The Iron Ninja post=18.73703.805193 said:
As a general rule I have no patience for modern art.
If it's not a picture of something I can recognise, like say... A cow. Then I have no interest in it.
Here is some Modern Art you may like by Jean Debuffet:
I think everyone here needs to distinguish between Modern Art (i.e. post 1900) and Modern Conceptual Art.
Artist's still paint and sculpt representational works today, but unfortunately the Modern Art market seems to be obsessed with Conceptualism and very little else gets much media attention. Then, publicly funded institutions such as Tate Modern are run by Curators who also share this narrow taste, when they should be making purchases for the National collection that aren't merely today's hot fashion.

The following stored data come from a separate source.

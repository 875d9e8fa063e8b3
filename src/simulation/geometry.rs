//! Planar vector helpers on top of nalgebra's `Vector2<f64>`.
//!
//! Addition, subtraction and scaling are nalgebra's operators. Everything the
//! engine needs beyond that (checked normalisation, rotation, the
//! perpendicular normal of a surface and the signed angle between two
//! directions) lives on the [`Planar`] trait, and the reflection logic in
//! `collision` is written only in terms of these.

use std::f64::consts::PI;

use nalgebra::Rotation2;

use super::states::NVec2;
use crate::error::{Result, SimError};

pub trait Planar: Sized {
    /// Euclidean norm
    fn length(&self) -> f64;

    /// Unit vector in the same direction, fails on a zero vector
    fn normalized(&self) -> Result<Self>;

    /// Copy rotated counter-clockwise by `angle` radians about the origin
    fn rotated(&self, angle: f64) -> Self;

    /// In-place counter-clockwise rotation by `angle` radians
    fn rotate(&mut self, angle: f64);

    /// Unit vector rotated +90° from `self`, fails on a zero vector
    fn perpendicular_normal(&self) -> Result<Self>;

    /// Signed angle in `(-π, π]` from `self` to `other`, positive when
    /// `other` lies counter-clockwise of `self`
    fn angle_between(&self, other: &Self) -> f64;
}

impl Planar for NVec2 {
    fn length(&self) -> f64 {
        self.norm()
    }

    fn normalized(&self) -> Result<Self> {
        let len = self.norm();
        if len == 0.0 || !len.is_finite() {
            return Err(SimError::DegenerateGeometry(format!(
                "cannot normalise vector ({}, {}) of length {len}",
                self.x, self.y
            )));
        }
        Ok(self / len)
    }

    fn rotated(&self, angle: f64) -> Self {
        Rotation2::new(angle) * *self
    }

    fn rotate(&mut self, angle: f64) {
        *self = self.rotated(angle);
    }

    fn perpendicular_normal(&self) -> Result<Self> {
        NVec2::new(-self.y, self.x).normalized()
    }

    fn angle_between(&self, other: &Self) -> f64 {
        let cross = self.perp(other);
        let dot = self.dot(other);
        let angle = cross.atan2(dot);
        // atan2 reports -π for a negative-zero cross product
        if angle <= -PI {
            PI
        } else {
            angle
        }
    }
}

#[cfg(test)]
mod tests {
    use super::*;
    use approx::assert_relative_eq;
    use std::f64::consts::FRAC_PI_2;

    #[test]
    fn normalizing_zero_vector_is_degenerate() {
        let err = NVec2::zeros().normalized().unwrap_err();
        assert!(matches!(err, SimError::DegenerateGeometry(_)));
        assert!(NVec2::zeros().perpendicular_normal().is_err());
    }

    #[test]
    fn normalized_has_unit_length() {
        let u = NVec2::new(3.0, -4.0).normalized().unwrap();
        assert_relative_eq!(u.length(), 1.0, epsilon = 1e-12);
        assert_relative_eq!(u.x, 0.6, epsilon = 1e-12);
        assert_relative_eq!(u.y, -0.8, epsilon = 1e-12);
    }

    #[test]
    fn rotation_round_trips_for_many_angles() {
        let v = NVec2::new(7.5, -2.25);
        for k in -20..=20 {
            let angle = k as f64 * 0.37;
            let back = v.rotated(angle).rotated(-angle);
            assert_relative_eq!(back.x, v.x, epsilon = 1e-9);
            assert_relative_eq!(back.y, v.y, epsilon = 1e-9);
        }
    }

    #[test]
    fn rotation_is_counter_clockwise() {
        let v = NVec2::new(1.0, 0.0).rotated(FRAC_PI_2);
        assert_relative_eq!(v.x, 0.0, epsilon = 1e-12);
        assert_relative_eq!(v.y, 1.0, epsilon = 1e-12);
    }

    #[test]
    fn perpendicular_normal_points_left() {
        let n = NVec2::new(10.0, 0.0).perpendicular_normal().unwrap();
        assert_relative_eq!(n.x, 0.0, epsilon = 1e-12);
        assert_relative_eq!(n.y, 1.0, epsilon = 1e-12);
    }

    #[test]
    fn angle_between_is_signed() {
        let x = NVec2::new(1.0, 0.0);
        assert_relative_eq!(x.angle_between(&NVec2::new(0.0, 2.0)), FRAC_PI_2, epsilon = 1e-12);
        assert_relative_eq!(x.angle_between(&NVec2::new(0.0, -2.0)), -FRAC_PI_2, epsilon = 1e-12);
        assert_relative_eq!(x.angle_between(&NVec2::new(-1.0, 0.0)), PI, epsilon = 1e-12);
        assert_relative_eq!(x.angle_between(&NVec2::new(-1.0, -0.0)), PI, epsilon = 1e-12);
        assert_eq!(x.angle_between(&NVec2::zeros()), 0.0);
    }
}
//! Reader for delimited-text world files.
//!
//! One body per row:
//!
//! ```text
//! # name, radius, mass, x, y, vx, vy
//! earth, 6371000, 1e25, 0, 0, 0, 0
//! moon, 1737100, 1e22, 0, 20000000, 20220000, 0
//! ```
//!
//! Rows whose first field contains `#` and blank rows are skipped.

use std::fs::File;
use std::io::{BufRead, BufReader};
use std::path::Path;

use crate::error::LoadError;
use crate::simulation::states::{Body, NVec2};

const FIELDS: usize = 7;

/// A body together with the name it was given in the world file
#[derive(Debug, Clone, PartialEq)]
pub struct NamedBody {
    pub name: String,
    pub body: Body,
}

fn parse_number(field: &str, what: &str, line: usize) -> Result<f64, LoadError> {
    field.parse::<f64>().map_err(|e| LoadError::Parse {
        line,
        message: format!("{what}: cannot parse {field:?} as a number ({e})"),
    })
}

fn parse_row(row: &str, line: usize) -> Result<Option<NamedBody>, LoadError> {
    if row.trim().is_empty() {
        return Ok(None);
    }
    let fields: Vec<&str> = row.split(',').map(str::trim).collect();
    if fields[0].contains('#') {
        return Ok(None);
    }
    if fields.len() != FIELDS {
        return Err(LoadError::Parse {
            line,
            message: format!("expected {FIELDS} fields, found {}", fields.len()),
        });
    }

    let radius = parse_number(fields[1], "radius", line)?;
    let mass = parse_number(fields[2], "mass", line)?;
    let x = NVec2::new(parse_number(fields[3], "x", line)?, parse_number(fields[4], "y", line)?);
    let v = NVec2::new(parse_number(fields[5], "vx", line)?, parse_number(fields[6], "vy", line)?);

    let body = Body::new(radius, mass, x, v).map_err(|e| LoadError::Parse {
        line,
        message: e.to_string(),
    })?;
    Ok(Some(NamedBody { name: fields[0].to_string(), body }))
}

/// Parse a world file from any buffered reader
pub fn read_world<R: BufRead>(reader: R) -> Result<Vec<NamedBody>, LoadError> {
    let mut bodies = Vec::new();
    for (k, row) in reader.lines().enumerate() {
        let row = row?;
        if let Some(named) = parse_row(&row, k + 1)? {
            bodies.push(named);
        }
    }
    Ok(bodies)
}

pub fn load_world(path: &Path) -> Result<Vec<NamedBody>, LoadError> {
    let file = File::open(path)?;
    read_world(BufReader::new(file))
}

#[cfg(test)]
mod tests {
    use super::*;

    const WORLD: &str = "\
# name, radius, mass, x, y, vx, vy
heavy, 10, 100, -50, 0, 40, 0

light, 10, 1, 20, 19, -40, 0
";

    #[test]
    fn reads_rows_and_skips_comments() {
        let bodies = read_world(WORLD.as_bytes()).unwrap();
        assert_eq!(bodies.len(), 2);
        assert_eq!(bodies[0].name, "heavy");
        assert_eq!(bodies[0].body.mass(), 100.0);
        assert_eq!(bodies[1].body.position(), NVec2::new(20.0, 19.0));
        assert_eq!(bodies[1].body.velocity(), NVec2::new(-40.0, 0.0));
    }

    #[test]
    fn reports_line_of_bad_row() {
        let text = "a, 1, 1, 0, 0, 0, 0\nb, 1, x, 0, 0, 0, 0\n";
        match read_world(text.as_bytes()) {
            Err(LoadError::Parse { line, .. }) => assert_eq!(line, 2),
            other => panic!("expected parse error, got {other:?}"),
        }
    }

    #[test]
    fn rejects_short_rows_and_invalid_bodies() {
        assert!(matches!(
            read_world("a, 1, 1, 0, 0\n".as_bytes()),
            Err(LoadError::Parse { line: 1, .. })
        ));
        assert!(matches!(
            read_world("a, 1, -5, 0, 0, 0, 0\n".as_bytes()),
            Err(LoadError::Parse { line: 1, .. })
        ));
    }
}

Don't forget Van Gogh didn't sell a painting in his lifetime. So, one of the most famous of artists that now attracts huge numbers to Museums wouldn't have been deemed suitable material to collect at the time he was around. Of course, this means that National Collections both in the UK and US are finding it increasingly difficult to buy a part of the historical cultural record of our times. So, this might help to explain why most of the work the OP saw in Tate Modern was crap.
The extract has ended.